Different Go Channel types
There are two types of channels in Go namely buffered
and unbuffered
channels. Buffered
channels are used for asynchronous
communication while unbuffered
channels are used for synchronous
communication.
Example
buffered := make(chan string, 5) // Buffered channel of string type
unBuffered := make(chan string) // Unbuffered channel of string type
Sending multiple values into a channel
Unbuffered channels can be used to send into it an unlimited number of values using a for loop. As long as the receiver is ready to receive inbound messages, a sending goroutine will continue sending data. The receiving goroutine can also use a for loop to continuously pull data from a channel. In the next example, we will use a queue to put some data(tasks) into it.
Example
package main
import "fmt"
type Task struct {
Name string
}
func main() {
queue := make(chan Task)
go sender(queue)
for task := range queue {
fmt.Println(task.Name)
}
}
func sender(ch chan Task) {
defer close(ch) // Sender closing a channel
tasks := []Task{
{Name: "Review Go Code"},
{Name: "Write code documentation"},
{Name: "Meet my mentor"},
{Name: "Learn Kubernetes"},
{Name: "Attend Go conference"},
}
for _, task := range tasks {
ch <- task
}
}
Output
$ go run main.go
Review Go Code
Write code documentation
Meet my mentor
Learn Kubernetes
Attend Go conference
Explanation
The above example is interesting because it depicts a normal life situation. We define a sender goroutine that sends multiple tasks to a queue. The main goroutine is responsible for pulling data from the queue using the range statement. Remember the range statement will pull data until the sender closes the channel.
Reading from a single channel shared by multiple goroutinesÂ
This section demonstrates how we can read tasks from a single channel using multiple goroutines.
Example
package main
import "fmt"
type Task struct {
Name string
}
func main() {
queue := make(chan Task)
go sender(queue)
for task := range queue {
go taskHandler(task)
}
}
func sender(ch chan Task) {
defer close(ch) // Sender closing a channel
tasks := []Task{
{Name: "Review Go Code"},
{Name: "Write code documentation"},
{Name: "Meet my mentor"},
{Name: "Learn Kubernetes"},
{Name: "Attend Go conference"},
}
for _, task := range tasks {
ch <- task
}
}
func taskHandler(t Task) {
size := len(t.Name)
msg := fmt.Sprintf("Task name size is %d characters", size)
fmt.Println(msg)
}
Output
$ go run main.go
Task name size is 24 characters
Task name size is 14 characters
Task name size is 16 characters
Task name size is 14 characters
Explanation
In the above example, we define two goroutines namely taskGenerator()
and taskHandler()
. The taskGenerator()Â
goroutine takes as an argument the channel it will send data into and loops through an array of tasks. It sends these tasks to a channel using a for range loop.
The taskHandler()
goroutine as the name suggests, handles a task that has been passed to it. The taskHandler()

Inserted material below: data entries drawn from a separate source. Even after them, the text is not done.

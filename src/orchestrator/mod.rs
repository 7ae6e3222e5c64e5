//! Job orchestration: the ingress API, the per-job pipeline and the internal
//! file bridge.
//!
//! ```text
//!             public                         internal (workers only)
//!   ┌─────────────────────────┐          ┌──────────────────────────┐
//!   │ IngressApi  :7758       │          │ TempFileBridge  :7759    │
//!   │  /health                │          │  /temp/{job}/{file}      │
//!   │  /get_supported_...     │          │  ?token=<per-job token>  │
//!   │  /convert ──┐           │          └────────────▲─────────────┘
//!   └─────────────┼───────────┘                       │ register
//!                 ▼                                   │
//!         JobOrchestrator::submit ────────────────────┘
//!           stage → acquire → convert → upload → cleanup
//! ```

pub mod api;
pub mod auth;
pub mod bridge;
pub mod runner;
pub mod server;

pub use api::IngressApi;
pub use auth::TokenStore;
pub use bridge::{BridgeError, BridgeTicket, TempFileBridge};
pub use runner::{JobOrchestrator, JobReport};
pub use server::HttpServer;
//! Per-run JSON report.

use std::path::{Path, PathBuf};

use chrono::{DateTime, Local};
use serde::{Deserialize, Serialize};

/// Outcome of one file in a batch.
#[derive(Debug, Clone, Copy, PartialEq, Eq, Serialize, Deserialize)]
#[serde(rename_all = "lowercase")]
pub enum ResultStatus {
    Success,
    Error,
}

/// One record in the report.
#[derive(Debug, Clone, PartialEq, Serialize, Deserialize)]
pub struct ConversionResult {
    pub original_file: String,
    pub status: ResultStatus,
    pub converted_url: Option<String>,
    pub error: Option<String>,
    /// Seconds, including retries and backoff waits.
    pub elapsed_time: f64,
}

impl ConversionResult {
    pub fn success(original_file: String, converted_url: String, elapsed_time: f64) -> Self {
        Self {
            original_file,
            status: ResultStatus::Success,
            converted_url: Some(converted_url),
            error: None,
            elapsed_time,
        }
    }

    pub fn error(original_file: String, error: String, elapsed_time: f64) -> Self {
        Self {
            original_file,
            status: ResultStatus::Error,
            converted_url: None,
            error: Some(error),
            elapsed_time,
        }
    }

    pub fn is_success(&self) -> bool {
        self.status == ResultStatus::Success
    }
}

/// `convert_results_<YYYYmmdd_HHMMSS>.json`, keyed by the run's start time.
pub fn report_file_name(started: DateTime<Local>) -> String {
    format!("convert_results_{}.json", started.format("%Y%m%d_%H%M%S"))
}

/// Write `results` as pretty JSON into `dir`. Returns the file path.
pub async fn save_report(
    results: &[ConversionResult],
    dir: &Path,
    started: DateTime<Local>,
) -> std::io::Result<PathBuf> {
    tokio::fs::create_dir_all(dir).await?;
    let path = dir.join(report_file_name(started));
    let json = serde_json::to_string_pretty(results).map_err(std::io::Error::other)?;
    tokio::fs::write(&path, json).await?;
    tracing::info!(path = %path.display(), "Saved conversion report");
    Ok(path)
}

#[cfg(test)]
mod tests {
    use chrono::TimeZone;
    use pretty_assertions::assert_eq;

    use super::*;

    #[test]
    fn test_report_file_name() {
        let started = Local.with_ymd_and_hms(2025, 3, 9, 14, 5, 7).unwrap();
        assert_eq!(report_file_name(started), "convert_results_20250309_140507.json");
    }

    #[tokio::test]
    async fn test_save_report_round_trips_records() {
        let dir = tempfile::tempdir().unwrap();
        let results = vec![
            ConversionResult::success("a.docx".into(), "https://store/a.pdf".into(), 1.5),
            ConversionResult::error("b.xyz".into(), "unsupported file type: .xyz".into(), 0.0),
        ];
        let started = Local.with_ymd_and_hms(2025, 1, 2, 3, 4, 5).unwrap();

        let path = save_report(&results, dir.path(), started).await.unwrap();
        assert!(path.ends_with("convert_results_20250102_030405.json"));

        let raw = std::fs::read_to_string(&path).unwrap();
        let value: serde_json::Value = serde_json::from_str(&raw).unwrap();
        assert_eq!(value[0]["status"], "success");
        assert_eq!(value[1]["converted_url"], serde_json::Value::Null);
        assert_eq!(value[1]["error"], "unsupported file type: .xyz");

        let parsed: Vec<ConversionResult> = serde_json::from_str(&raw).unwrap();
        assert_eq!(parsed, results);
    }
}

goroutine is responsible for getting the size of the task name and prints out a message to the console , each message indicating the size of the task name.
Reading from a single channel shared by multiple goroutines while throttling the number of goroutines
In the above example, the number of goroutines running is determined by the number of tasks in the queue. The number of goroutines is directly proportional to the number of tasks in the queue channel. This is not good behavior because your computer memory will be over utilized if there are many tasks in the queue. To solve this challenge we limit the number of workers(throttling). In the next example, we limit the number of workers to 3 workers to consume all the tasks in the queue channel.
Example
package main
import (
"fmt"
"sync"
"time"
)
type Task struct {
Name string
}
func main() {
var wg sync.WaitGroup
queue := make(chan Task)
workers := 3
tasks := []Task{
{Name: "Review Go Code"},
{Name: "Write code documentation"},
{Name: "Meet my mentor"},
{Name: "Learn Kubernetes"},
{Name: "Attend Go conference"},
}
wg.Add(len(tasks))
go taskGenerator(queue, tasks)
for i := 0; i < workers; i++ {
go taskHandler(queue, &wg)
}
wg.Wait()
}
func taskGenerator(ch chan Task, tasks []Task) {
defer close(ch)
for _, t := range tasks {
msg := fmt.Sprintf("Start [ %s ] ", t.Name)
fmt.Println(msg)
ch <- t
}
}
func taskHandler(ch chan Task, wg *sync.WaitGroup) {
for t := range ch {
fmt.Printf("Done [ %s ] \n", t.Name)
time.Sleep(time.Second)
wg.Done()
}
}
Output
$ go run main.go
Start [ Review Go Code ]
Start [ Write code documentation ]
Done [ Review Go Code ]
Done [ Write code documentation ]
Start [ Meet my mentor ]
Done [ Meet my mentor ]
Start [ Learn Kubernetes ]
Done [ Learn Kubernetes ]
Start [ Attend Go conference ]
Done [ Attend Go conference ]
Explanation
The above is really interesting because it uses sync.WaitGroups
. sync.WaitGroup
helps the main()
goroutine to keep track of the number of tasks still running and wait for them to finish executing before exiting the program. In the main function, we declare a sync.WaitGroup
with var wg sync.WaitGroup
and a channel of tasks with queue := make(chan Task)
.
We then define the number of workers with workers := 3
and an array of tasks. wg.Add(len(tasks))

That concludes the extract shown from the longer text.